A comment that is commonly encountered is that attempting to be ‘‘scientific’’ and developing a strict design for research with well-developed measures forecloses the possibility of getting a broad picture of what is being observed. The argument is then advanced that attempting to observe and accumulate data in systematic research is not as revealing as observing more informally (qualitatively) and ‘‘getting a feel’’ for what is going on.

1802

MEASUREMENT

Further, when systematic research is carried out, so goes the argument, only limited variables can be assessed instead of ‘‘getting the complete picture.’’ This, of course, is the ultimate self-delusion and can be answered directly. If positive findings for the theory do not result from more rigorous, welldesigned research, then the speculative generalizations of more casual observation are never going to be any more than that, and giving them worth may be equivalent to creating fictions to substitute for reality. The fact that attempted systematic empirical research has not produced useful findings does not mean that more intuitive or qualitative approaches are more appropriate. What it means is that the theory may not be appropriate, or the design of the research may be less than adequate.

Further, this does not mean that there is anything wrong with informal or qualitative research. What it does mean is that there is a priority order in the accumulation of knowledge that says that the informal and qualitative stages may be appropriate to produce theory, which is defined as speculation, about what is being observed, and this may then be tested in more rigorous research. This is the common order of things in the accumulation of scientific knowledge.

If a sociological theory has developed, then it must be stated with a clear specification of the variables involved. One cannot produce a volume on the concept of anomie, for example, and then use the word ‘‘anomie’’ to mean twenty different things. The concept on which one focuses must be stated with a clear specification of one meaning, and there are two elements that go into such a definition. The first is to indicate how the concept is to be measured. The second is more commonly neglected, and that is to specify how the concept is differentiated from other concepts, particularly those that are closely related to it in meaning.

The development of well-measured variables in sociology and the social sciences is essential to the advancement of knowledge. Knowledge about how good measurement can be carried out has advanced, particularly in the post–World War II period, but it has not diffused and become sufficiently commonplace in the social science disciplines.

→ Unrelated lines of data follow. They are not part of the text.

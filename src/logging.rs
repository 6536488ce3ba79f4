use axum::{
    extract::{MatchedPath, Request},
    http::HeaderValue,
    middleware::Next,
    response::Response,
};
use opentelemetry::{KeyValue, global, trace::TraceError};
use opentelemetry_otlp::WithExportConfig;
use opentelemetry_sdk::{
    Resource,
    propagation::TraceContextPropagator,
    runtime,
    trace::{RandomIdGenerator, Sampler, Tracer},
};
use opentelemetry_semantic_conventions::resource::{SERVICE_NAME, SERVICE_VERSION};
use std::time::Instant;
use tracing::{error, info, warn};
use tracing_subscriber::{EnvFilter, Layer, layer::SubscriberExt, util::SubscriberInitExt};

pub const REQUEST_ID_HEADER: &str = "x-request-id";

fn env_flag(key: &str, default: bool) -> bool {
    std::env::var(key)
        .map(|v| matches!(v.to_lowercase().as_str(), "true" | "1" | "yes"))
        .unwrap_or(default)
}

/// Logs every request with its latency, at a level chosen by the status,
/// and echoes the `x-request-id` (generated when the client sent none).
pub async fn logging_middleware(req: Request, next: Next) -> Response {
    let start = Instant::now();
    let method = req.method().clone();
    let uri = req.uri().clone();
    let matched_path = req
        .extensions()
        .get::<MatchedPath>()
        .map(|p| p.as_str().to_string())
        .unwrap_or_else(|| uri.path().to_string());

    let request_id = req
        .headers()
        .get(REQUEST_ID_HEADER)
        .and_then(|v| v.to_str().ok())
        .filter(|v| !v.is_empty() && v.len() <= 128)
        .map(str::to_string)
        .unwrap_or_else(|| uuid::Uuid::new_v4().to_string());

    let mut response = next.run(req).await;
    let latency_ms = start.elapsed().as_millis();
    let status = response.status().as_u16();

    match status {
        400..=499 => warn!(
            request_id = %request_id,
            method = %method,
            path = %matched_path,
            status,
            latency_ms,
            "Client error"
        ),
        500..=599 => error!(
            request_id = %request_id,
            method = %method,
            path = %matched_path,
            status,
            latency_ms,
            "Server error"
        ),
        _ => info!(
            request_id = %request_id,
            method = %method,
            path = %matched_path,
            status,
            latency_ms,
            "Request completed"
        ),
    }

    if let Ok(value) = HeaderValue::from_str(&request_id) {
        response.headers_mut().insert(REQUEST_ID_HEADER, value);
    }

    response
}

fn init_tracer(otlp_endpoint: String) -> Result<Tracer, TraceError> {
    global::set_text_map_propagator(TraceContextPropagator::new());

    let service_name =
        std::env::var("SERVICE_NAME").unwrap_or_else(|_| env!("CARGO_PKG_NAME").to_string());

    let resource = Resource::new(vec![
        KeyValue::new(SERVICE_NAME, service_name),
        KeyValue::new(SERVICE_VERSION, env!("CARGO_PKG_VERSION")),
        KeyValue::new(
            "environment",
            std::env::var("ENVIRONMENT").unwrap_or_else(|_| "development".to_string()),
        ),
    ]);

    let otlp_exporter = opentelemetry_otlp::new_exporter()
        .tonic()
        .with_endpoint(otlp_endpoint);

    opentelemetry_otlp::new_pipeline()
        .tracing()
        .with_exporter(otlp_exporter)
        .with_trace_config(
            opentelemetry_sdk::trace::Config::default()
                .with_sampler(Sampler::AlwaysOn)
                .with_id_generator(RandomIdGenerator::default())
                .with_resource(resource),
        )
        .install_batch(runtime::Tokio)
}

/// Installs the global subscriber.
///
/// - compact console output filtered by `RUST_LOG` or `LOG_LEVEL`
/// - daily error log file under `LOG_DIR` (default `storage/logs`)
/// - daily JSON log file when `LOG_JSON=true`
/// - OTLP export when `OBSERVABILITY_ENABLED=true` and
///   `OTEL_EXPORTER_OTLP_ENDPOINT` is set
pub fn init_tracing() {
    use tracing_appender::rolling::{RollingFileAppender, Rotation};
    use tracing_subscriber::fmt;

    let log_dir = std::env::var("LOG_DIR").unwrap_or_else(|_| "storage/logs".to_string());
    let file_logging = match std::fs::create_dir_all(&log_dir) {
        Ok(()) => true,
        Err(e) => {
            eprintln!("Cannot create log directory {}: {}. File logging disabled", log_dir, e);
            false
        }
    };

    let default_level = std::env::var("LOG_LEVEL").unwrap_or_else(|_| "info".to_string());
    let console_filter = EnvFilter::try_from_default_env().unwrap_or_else(|_| {
        EnvFilter::new(format!(
            "{}={},mesrs_cache={},tower_http=warn,sqlx=warn,hyper=info,tonic=info",
            env!("CARGO_CRATE_NAME"),
            default_level,
            default_level
        ))
    });

    let console_layer = fmt::layer()
        .with_target(false)
        .with_file(true)
        .with_line_number(true)
        .compact()
        .with_filter(console_filter);

    let file_layer = file_logging.then(|| {
        let file_appender = RollingFileAppender::new(Rotation::DAILY, &log_dir, "mesrs.log");
        fmt::layer()
            .with_writer(file_appender)
            .with_target(false)
            .with_file(true)
            .with_line_number(true)
            .with_ansi(false)
            .with_filter(EnvFilter::new("error"))
    });

    let json_layer = (file_logging && env_flag("LOG_JSON", false)).then(|| {
        let json_appender = RollingFileAppender::new(Rotation::DAILY, &log_dir, "mesrs.json");
        fmt::layer()
            .json()
            .with_writer(json_appender)
            .with_current_span(true)
            .with_span_list(true)
            .with_filter(EnvFilter::new("info"))
    });

    let otlp_endpoint = std::env::var("OTEL_EXPORTER_OTLP_ENDPOINT")
        .ok()
        .filter(|_| env_flag("OBSERVABILITY_ENABLED", false));
    let mut otel_error = None;
    let otel_layer = otlp_endpoint.and_then(|endpoint| match init_tracer(endpoint) {
        Ok(tracer) => Some(tracing_opentelemetry::layer().with_tracer(tracer)),
        Err(e) => {
            otel_error = Some(e);
            None
        }
    });
    let otel_enabled = otel_layer.is_some();

    tracing_subscriber::registry()
        .with(console_layer)
        .with(file_layer)
        .with(json_layer)
        .with(otel_layer)
        .init();

    if let Some(e) = otel_error {
        warn!(error = %e, "Failed to initialize OpenTelemetry, continuing without it");
    }
    info!(otel_enabled, file_logging, "Tracing initialized");
}

pub async fn shutdown_tracer() {
    info!("Shutting down OpenTelemetry tracer");
    global::shutdown_tracer_provider();
}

It is difficult to comprehend how substituting no measurement or poor measurement for the best measurement that sociologists can devise can

produce better or more accurate knowledge. Examples of the untenable position have possibly decreased over time, but they still occur. Note for example: ‘‘Focus on quantitative methods rewards reliable (i.e., repeatable) methods. Reliability is a valuable asset, but it is only one facet of the value of the study. In most studies, reliability is purchased at the price of lessened attention to theory, validity, relevance. etc.’’ (Scheff 1991). Quite the contrary, concern with measurement and quantification is concern with theory, validity, and relevance!

Finally, it is worth emphasizing two rules of thumb for sociologists concerned with research, whether they are at the point of designing research or interpreting the findings of a research that has been reported. First, check on how the variables are specified and ask whether they are measured well. This requires that specific questions be answered: Are the variables reliable? How does one know they are reliable? Second, are the variables valid? That is, do they measure what they are supposed to measure? How does one know they do? If these questions are not answered satisfactorily, then one is dealing with research and knowledge of dubious value.

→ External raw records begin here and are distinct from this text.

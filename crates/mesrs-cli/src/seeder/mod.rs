//! Database seeding for development and demos.
//!
//! - [`academic`] - universities, academic years, formations and courses
//! - [`people`] - staff, teacher and student profiles
//! - [`workflows`] - enrollments, exams, results, scholarships and applications
//! - [`batch`] - the multi-row INSERT every seeder goes through
//! - [`models`] - seed rows and [`SeedConfig`]
//!
//! Rows are generated in parallel with Rayon and inserted in batches. A single
//! bcrypt hash at cost 4 is shared by every seeded account.

pub mod academic;
pub mod batch;
pub mod models;
pub mod people;
pub mod workflows;

pub use models::SeedConfig;

use bcrypt::hash;
use chrono::Utc;
use mesrs_models::Role;
use mesrs_models::activity::ResourceType;
use sqlx::PgPool;
use std::time::Instant;
use uuid::Uuid;

pub const DEFAULT_PASSWORD: &str = "password123";

const PREVIOUS_ACADEMIC_YEARS: usize = 2;

pub fn hash_password() -> Result<String, bcrypt::BcryptError> {
    hash(DEFAULT_PASSWORD, 4)
}

/// Seeds the whole academic structure, people and workflows.
pub async fn seed_all(db: &PgPool, config: SeedConfig) -> Result<(), Box<dyn std::error::Error>> {
    let start_time = Instant::now();
    let today = Utc::now().date_naive();

    println!("🌱 Starting full database seeding...");
    println!(
        "   - Universities: {}, formations per university: {}, courses per formation: {}",
        config.num_universities, config.formations_per_university, config.courses_per_formation
    );
    println!(
        "   - People: {} staff, {} teachers per university, {} students per formation",
        config.staff, config.teachers_per_university, config.students_per_formation
    );

    let password_hash = hash_password()?;
    let suffix = academic::run_suffix();

    let current_year = academic::seed_academic_years(db, today, PREVIOUS_ACADEMIC_YEARS).await?;
    let universities = academic::seed_universities(db, config.num_universities, &suffix).await?;
    let formations =
        academic::seed_formations(db, &universities, config.formations_per_university).await?;

    let staff = people::seed_staff(db, config.staff, &password_hash).await?;
    let teachers = people::seed_teachers(
        db,
        &universities,
        config.teachers_per_university,
        today,
        &password_hash,
    )
    .await?;
    let courses = academic::seed_courses(
        db,
        &formations,
        &teachers,
        current_year,
        config.courses_per_formation,
    )
    .await?;
    let students = people::seed_students(
        db,
        &universities,
        &formations,
        config.students_per_formation,
        current_year,
        today,
        &password_hash,
    )
    .await?;

    let decided_by = staff.first().copied();
    let enrollments =
        workflows::seed_enrollments(db, &students, current_year, decided_by).await?;
    let exams = workflows::seed_exams(db, &courses, today).await?;
    let results = workflows::seed_exam_results(db, &exams, &students).await?;
    let scholarships =
        workflows::seed_scholarships(db, config.scholarships, current_year, today).await?;
    let applications =
        workflows::seed_applications(db, &scholarships, &students, decided_by).await?;

    let mut created: Vec<(ResourceType, Uuid)> = universities
        .iter()
        .map(|u| (ResourceType::University, u.id))
        .collect();
    created.extend(formations.iter().map(|f| (ResourceType::Formation, f.id)));
    created.extend(scholarships.iter().map(|s| (ResourceType::Scholarship, s.id)));
    workflows::seed_activity(db, decided_by, &created).await?;

    println!(
        "\n✅ Seeding complete! Created {} universities, {} formations, {} courses, {} teachers, {} students, {} enrollments, {} exams, {} results, {} scholarships, {} applications in {:?}",
        universities.len(),
        formations.len(),
        courses.len(),
        teachers.len(),
        students.len(),
        enrollments,
        exams.len(),
        results,
        scholarships.len(),
        applications,
        start_time.elapsed()
    );
    println!("\n📝 Default password for all seeded accounts: {DEFAULT_PASSWORD}");

    Ok(())
}

/// Creates an administrator. Fails if the email is already registered.
pub async fn create_admin(
    db: &PgPool,
    first_name: &str,
    last_name: &str,
    email: &str,
    password: &str,
) -> Result<Uuid, Box<dyn std::error::Error>> {
    let password_hash = hash(password, bcrypt::DEFAULT_COST)?;

    let id: Option<Uuid> = sqlx::query_scalar(
        "INSERT INTO profiles (email, password_hash, first_name, last_name, role)
         VALUES ($1, $2, $3, $4, $5)
         ON CONFLICT (email) DO NOTHING
         RETURNING id",
    )
    .bind(email.trim().to_lowercase())
    .bind(password_hash)
    .bind(first_name)
    .bind(last_name)
    .bind(Role::Admin)
    .fetch_optional(db)
    .await?;

    id.ok_or_else(|| format!("a profile with email {email} already exists").into())
}

/// Removes every non-admin profile and the whole academic structure.
pub async fn clear_all(db: &PgPool) -> Result<(), Box<dyn std::error::Error>> {
    let start_time = Instant::now();
    println!("🗑️  Clearing all seeded data...");

    let mut tx = db.begin().await?;
    for table in [
        "activity_logs",
        "scholarship_applications",
        "scholarships",
        "exam_results",
        "exams",
        "enrollments",
        "courses",
        "students",
        "teachers",
        "formations",
        "universities",
    ] {
        let deleted = sqlx::query(&format!("DELETE FROM {table}"))
            .execute(&mut *tx)
            .await?
            .rows_affected();
        println!("   ✓ {table}: {deleted} rows");
    }

    let profiles = sqlx::query("DELETE FROM profiles WHERE role <> 'admin'")
        .execute(&mut *tx)
        .await?
        .rows_affected();
    println!("   ✓ profiles: {profiles} rows");
    tx.commit().await?;

    println!("\n✅ Cleared seeded data in {:?}", start_time.elapsed());
    Ok(())
}

#[cfg(test)]
mod tests {
    use super::*;

    #[test]
    fn seeded_password_hash_verifies() {
        let hashed = hash_password().unwrap();
        assert!(bcrypt::verify(DEFAULT_PASSWORD, &hashed).unwrap());
    }
}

(SEE ALSO: Levels of Analysis: Nonparametric Statistics; Reliability, Validity; Quasi-Experimental Research Design)

REFERENCES

Agresti, Alan, and Barbara Finaly 1997 Statistical Methods for Social Sciences. Englewood Cliffs, N. J.: Prentice Hall.

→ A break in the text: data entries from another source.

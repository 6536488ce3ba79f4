mod common;

use axum::http::StatusCode;
use common::{
    create_test_academic_year, create_test_formation, create_test_profile, create_test_student,
    create_test_university, send, setup_test_app, sign_in, unique,
};
use mesrs::mesrs_auth::Role;
use serde_json::{Value, json};
use sqlx::PgPool;
use uuid::Uuid;

async fn create_test_course(pool: &PgPool, formation_id: Uuid) -> Uuid {
    sqlx::query_scalar(
        "INSERT INTO courses (code, name, formation_id) VALUES ($1, 'Algorithmique', $2) RETURNING id",
    )
    .bind(unique("C"))
    .bind(formation_id)
    .fetch_one(pool)
    .await
    .unwrap()
}

#[sqlx::test(migrations = "./migrations")]
async fn enrollment_moves_through_its_lifecycle(pool: PgPool) {
    let staff = create_test_profile(&pool, Role::Staff).await;
    let university = create_test_university(&pool).await;
    let formation = create_test_formation(&pool, university).await;
    let year = create_test_academic_year(&pool).await;
    let student = create_test_student(&pool, university, Some(formation)).await;
    let app = setup_test_app(pool);
    let token = sign_in(&app, &staff).await;

    let (status, enrollment) = send(
        &app,
        "POST",
        "/api/enrollments",
        Some(&token),
        Some(json!({
            "student_id": student.id,
            "formation_id": formation,
            "academic_year_id": year
        })),
    )
    .await;
    assert_eq!(status, StatusCode::CREATED, "{enrollment}");
    assert_eq!(enrollment["status"], "pending");
    assert_eq!(enrollment["validated_by"], Value::Null);
    let id = enrollment["id"].as_str().unwrap().to_string();

    let (status, _) = send(
        &app,
        "POST",
        &format!("/api/enrollments/{id}/activate"),
        Some(&token),
        Some(json!({})),
    )
    .await;
    assert_eq!(status, StatusCode::UNPROCESSABLE_ENTITY);

    let (status, body) = send(
        &app,
        "POST",
        &format!("/api/enrollments/{id}/validate"),
        Some(&token),
        Some(json!({ "notes": "Dossier complet" })),
    )
    .await;
    assert_eq!(status, StatusCode::OK);
    assert_eq!(body["status"], "approved");
    assert_eq!(body["validated_by"], staff.id.to_string());
    assert!(body["validation_date"].is_string());

    for (step, expected) in [("activate", "active"), ("complete", "completed")] {
        let (status, body) = send(
            &app,
            "POST",
            &format!("/api/enrollments/{id}/{step}"),
            Some(&token),
            Some(json!({})),
        )
        .await;
        assert_eq!(status, StatusCode::OK);
        assert_eq!(body["status"], expected);
    }

    let (status, _) = send(
        &app,
        "POST",
        &format!("/api/enrollments/{id}/reject"),
        Some(&token),
        Some(json!({})),
    )
    .await;
    assert_eq!(status, StatusCode::UNPROCESSABLE_ENTITY);
}

#[sqlx::test(migrations = "./migrations")]
async fn a_student_enrolls_once_per_formation_and_year(pool: PgPool) {
    let staff = create_test_profile(&pool, Role::Staff).await;
    let university = create_test_university(&pool).await;
    let formation = create_test_formation(&pool, university).await;
    let year = create_test_academic_year(&pool).await;
    let student = create_test_student(&pool, university, Some(formation)).await;
    let app = setup_test_app(pool);
    let token = sign_in(&app, &staff).await;
    let payload = json!({
        "student_id": student.id,
        "formation_id": formation,
        "academic_year_id": year
    });

    let (status, _) = send(&app, "POST", "/api/enrollments", Some(&token), Some(payload.clone())).await;
    assert_eq!(status, StatusCode::CREATED);

    let (status, _) = send(&app, "POST", "/api/enrollments", Some(&token), Some(payload)).await;
    assert_eq!(status, StatusCode::BAD_REQUEST);

    let (_, list) = send(
        &app,
        "GET",
        "/api/enrollments?status=pending",
        Some(&token),
        None,
    )
    .await;
    assert_eq!(list["meta"]["total"], 1);
}

#[sqlx::test(migrations = "./migrations")]
async fn teachers_grade_and_scores_are_bounded(pool: PgPool) {
    let staff = create_test_profile(&pool, Role::Staff).await;
    let teacher = create_test_profile(&pool, Role::Teacher).await;
    let university = create_test_university(&pool).await;
    let formation = create_test_formation(&pool, university).await;
    let course = create_test_course(&pool, formation).await;
    let student = create_test_student(&pool, university, Some(formation)).await;
    let app = setup_test_app(pool);
    let staff_token = sign_in(&app, &staff).await;
    let teacher_token = sign_in(&app, &teacher).await;

    let (status, exam) = send(
        &app,
        "POST",
        "/api/exams",
        Some(&staff_token),
        Some(json!({
            "name": "Examen final",
            "course_id": course,
            "exam_date": "2026-01-15",
            "start_time": "08:30:00",
            "end_time": "10:30:00"
        })),
    )
    .await;
    assert_eq!(status, StatusCode::CREATED, "{exam}");
    assert_eq!(exam["session"], "normal");
    assert_eq!(exam["max_score"], 20.0);
    let results_uri = format!("/api/exams/{}/results", exam["id"].as_str().unwrap());

    let (status, _) = send(
        &app,
        "POST",
        &results_uri,
        Some(&teacher_token),
        Some(json!({ "student_id": student.id, "score": 21.0 })),
    )
    .await;
    assert_eq!(status, StatusCode::UNPROCESSABLE_ENTITY);

    let (status, result) = send(
        &app,
        "POST",
        &results_uri,
        Some(&teacher_token),
        Some(json!({ "student_id": student.id, "score": 10.0 })),
    )
    .await;
    assert_eq!(status, StatusCode::CREATED, "{result}");
    assert_eq!(result["is_passed"], true);

    let (status, updated) = send(
        &app,
        "PUT",
        &format!("/api/exam-results/{}", result["id"].as_str().unwrap()),
        Some(&teacher_token),
        Some(json!({ "score": 9.5 })),
    )
    .await;
    assert_eq!(status, StatusCode::OK);
    assert_eq!(updated["is_passed"], false);

    let (status, _) = send(
        &app,
        "PUT",
        &format!("/api/exams/{}", exam["id"].as_str().unwrap()),
        Some(&staff_token),
        Some(json!({ "max_score": 5.0 })),
    )
    .await;
    assert_eq!(status, StatusCode::UNPROCESSABLE_ENTITY);

    let (_, list) = send(&app, "GET", &results_uri, Some(&teacher_token), None).await;
    assert_eq!(list["meta"]["total"], 1);
    assert_eq!(list["data"][0]["score"], 9.5);
}

#[sqlx::test(migrations = "./migrations")]
async fn grading_waits_for_a_pending_max_score_change(pool: PgPool) {
    let teacher = create_test_profile(&pool, Role::Teacher).await;
    let university = create_test_university(&pool).await;
    let formation = create_test_formation(&pool, university).await;
    let course = create_test_course(&pool, formation).await;
    let student = create_test_student(&pool, university, Some(formation)).await;
    let exam_id: Uuid = sqlx::query_scalar(
        "INSERT INTO exams (name, course_id, exam_date) VALUES ('Partiel', $1, '2026-01-10') RETURNING id",
    )
    .bind(course)
    .fetch_one(&pool)
    .await
    .unwrap();
    let app = setup_test_app(pool.clone());
    let token = sign_in(&app, &teacher).await;

    // An exam edit in flight: the row is locked and max_score is about to drop.
    let mut tx = pool.begin().await.unwrap();
    sqlx::query("SELECT id FROM exams WHERE id = $1 FOR UPDATE")
        .bind(exam_id)
        .execute(&mut *tx)
        .await
        .unwrap();

    let grading = tokio::spawn({
        let app = app.clone();
        async move {
            send(
                &app,
                "POST",
                &format!("/api/exams/{exam_id}/results"),
                Some(&token),
                Some(json!({ "student_id": student.id, "score": 10.0 })),
            )
            .await
        }
    });

    tokio::time::sleep(std::time::Duration::from_millis(200)).await;
    sqlx::query("UPDATE exams SET max_score = 5 WHERE id = $1")
        .bind(exam_id)
        .execute(&mut *tx)
        .await
        .unwrap();
    tx.commit().await.unwrap();

    let (status, body) = grading.await.unwrap();
    assert_eq!(status, StatusCode::UNPROCESSABLE_ENTITY, "{body}");

    let stored: i64 = sqlx::query_scalar("SELECT COUNT(*) FROM exam_results WHERE exam_id = $1")
        .bind(exam_id)
        .fetch_one(&pool)
        .await
        .unwrap();
    assert_eq!(stored, 0);
}

#[sqlx::test(migrations = "./migrations")]
async fn scholarship_decisions_respect_capacity(pool: PgPool) {
    let staff = create_test_profile(&pool, Role::Staff).await;
    let university = create_test_university(&pool).await;
    let first = create_test_student(&pool, university, None).await;
    let second = create_test_student(&pool, university, None).await;
    let app = setup_test_app(pool);
    let staff_token = sign_in(&app, &staff).await;

    let (status, scholarship) = send(
        &app,
        "POST",
        "/api/scholarships",
        Some(&staff_token),
        Some(json!({
            "name": "Bourse d'excellence",
            "type": "excellence",
            "amount": 15000.0,
            "max_recipients": 1
        })),
    )
    .await;
    assert_eq!(status, StatusCode::CREATED, "{scholarship}");
    assert_eq!(scholarship["duration_months"], 12);
    let scholarship_id = scholarship["id"].as_str().unwrap();

    let mut applications = Vec::new();
    for student in [&first, &second] {
        let token = sign_in(&app, &student.profile).await;
        let (status, application) = send(
            &app,
            "POST",
            "/api/scholarship-applications",
            Some(&token),
            Some(json!({
                "scholarship_id": scholarship_id,
                "motivation_letter": "Je souhaite poursuivre mes études."
            })),
        )
        .await;
        assert_eq!(status, StatusCode::CREATED, "{application}");
        assert_eq!(application["student_id"], student.id.to_string());
        assert_eq!(application["status"], "pending");
        applications.push(application["id"].as_str().unwrap().to_string());
    }

    let decide = |id: &str| format!("/api/scholarship-applications/{id}/decision");

    let (status, approved) = send(
        &app,
        "POST",
        &decide(&applications[0]),
        Some(&staff_token),
        Some(json!({ "status": "approved", "score": 17.5 })),
    )
    .await;
    assert_eq!(status, StatusCode::OK);
    assert_eq!(approved["status"], "approved");
    assert_eq!(approved["decision_by"], staff.id.to_string());

    let (status, _) = send(
        &app,
        "POST",
        &decide(&applications[1]),
        Some(&staff_token),
        Some(json!({ "status": "approved" })),
    )
    .await;
    assert_eq!(status, StatusCode::UNPROCESSABLE_ENTITY);

    let (status, _) = send(
        &app,
        "POST",
        &decide(&applications[0]),
        Some(&staff_token),
        Some(json!({ "status": "rejected" })),
    )
    .await;
    assert_eq!(status, StatusCode::UNPROCESSABLE_ENTITY);

    let (status, rejected) = send(
        &app,
        "POST",
        &decide(&applications[1]),
        Some(&staff_token),
        Some(json!({ "status": "rejected", "comments": "Quota atteint" })),
    )
    .await;
    assert_eq!(status, StatusCode::OK);
    assert_eq!(rejected["status"], "rejected");
}

#[sqlx::test(migrations = "./migrations")]
async fn students_cannot_decide_or_apply_to_closed_scholarships(pool: PgPool) {
    let university = create_test_university(&pool).await;
    let student = create_test_student(&pool, university, None).await;
    let closed: Uuid = sqlx::query_scalar(
        "INSERT INTO scholarships (name, type, amount, deadline)
         VALUES ('Bourse sociale', 'social', 8000, CURRENT_DATE - 1)
         RETURNING id",
    )
    .fetch_one(&pool)
    .await
    .unwrap();
    let app = setup_test_app(pool);
    let token = sign_in(&app, &student.profile).await;

    let (status, _) = send(
        &app,
        "POST",
        "/api/scholarship-applications",
        Some(&token),
        Some(json!({ "scholarship_id": closed })),
    )
    .await;
    assert_eq!(status, StatusCode::UNPROCESSABLE_ENTITY);

    let (status, _) = send(
        &app,
        "POST",
        &format!("/api/scholarship-applications/{}/decision", Uuid::new_v4()),
        Some(&token),
        Some(json!({ "status": "approved" })),
    )
    .await;
    assert_eq!(status, StatusCode::FORBIDDEN);
}

#[sqlx::test(migrations = "./migrations")]
async fn writes_are_recorded_in_the_activity_log(pool: PgPool) {
    let admin = create_test_profile(&pool, Role::Admin).await;
    let app = setup_test_app(pool);
    let token = sign_in(&app, &admin).await;

    let (status, university) = send(
        &app,
        "POST",
        "/api/universities",
        Some(&token),
        Some(json!({ "code": unique("ACT"), "name": "Université du journal" })),
    )
    .await;
    assert_eq!(status, StatusCode::CREATED);

    let (status, log) = send(
        &app,
        "GET",
        "/api/activities?resource_type=university",
        Some(&token),
        None,
    )
    .await;
    assert_eq!(status, StatusCode::OK);
    assert_eq!(log["meta"]["total"], 1);
    assert_eq!(log["data"][0]["action"], "CREATE");
    assert_eq!(log["data"][0]["resource_id"], university["id"]);
    assert_eq!(log["data"][0]["user_id"], admin.id.to_string());

    let (_, logins) = send(&app, "GET", "/api/activities?action=LOGIN", Some(&token), None).await;
    assert_eq!(logins["meta"]["total"], 1);
}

Babbie, Earl 1995 The Practice of Social Research. Belmont, Calif.: Wadsworth.

Borgatta, Edgar F. 1968 ‘‘My Student, the Purist: A Lament.’’ Sociological Quarterly 9:29–34.

———, and David G. Hays 1952 ‘‘Some Limitations on the Arbitrary Classifications of Non-Scale Response Patterns in a Guttman Scale.’’ Public Opinion Quarterly 16:273–291.

De Vellis, Robert F. 1991 Scale Development. Newbury Park, Calif.: Sage.

Duncan, Otis Dudley 1984 Notes of Social Measurement. New York: Russell Sage Foundation.

Herzog, Thomas 1997 Research Methods and Data Analysis in the Social Sciences. Englewood Cliffs, N.J.: Prentice Hall.

1803

MEASURES OF ASSOCIATION

Kendall, Maurice G. 1948 Rank Correlation Methods.

London: Griffin.

Knoke, David, and George W. Bohrnstedt 1994. Statistics for Social Data Analysis. Itasca, Ill.: Peacock.

Lewis-Beck, Michael, ed. 1994 Basic Measurement. Beverly Hills, Calif.: Sage.

Neuman, Lawrence W. 1997 Social Research Methods:

Qualitative and Quantitative Approaches. Boston: Allyn

and Bacon.

Nunnally, Jum C. 1978 Psychometric Theory. New York:

McGraw-Hill.

Riley, Matilda White, John W. Riley, Jr., and Jackson Toby 1954 Sociological Studies in Scale Analysis. New Brunswick, N.J.: Rutgers University Press.

Scheff, Thomas J. 1991 ‘‘Is There a Bias in ASR Article Selection.’’ Footnotes 19(2, February):5.

Stevens, S. S., ed. 1966 Handbook of Experimental Psychology. New York: John Wiley.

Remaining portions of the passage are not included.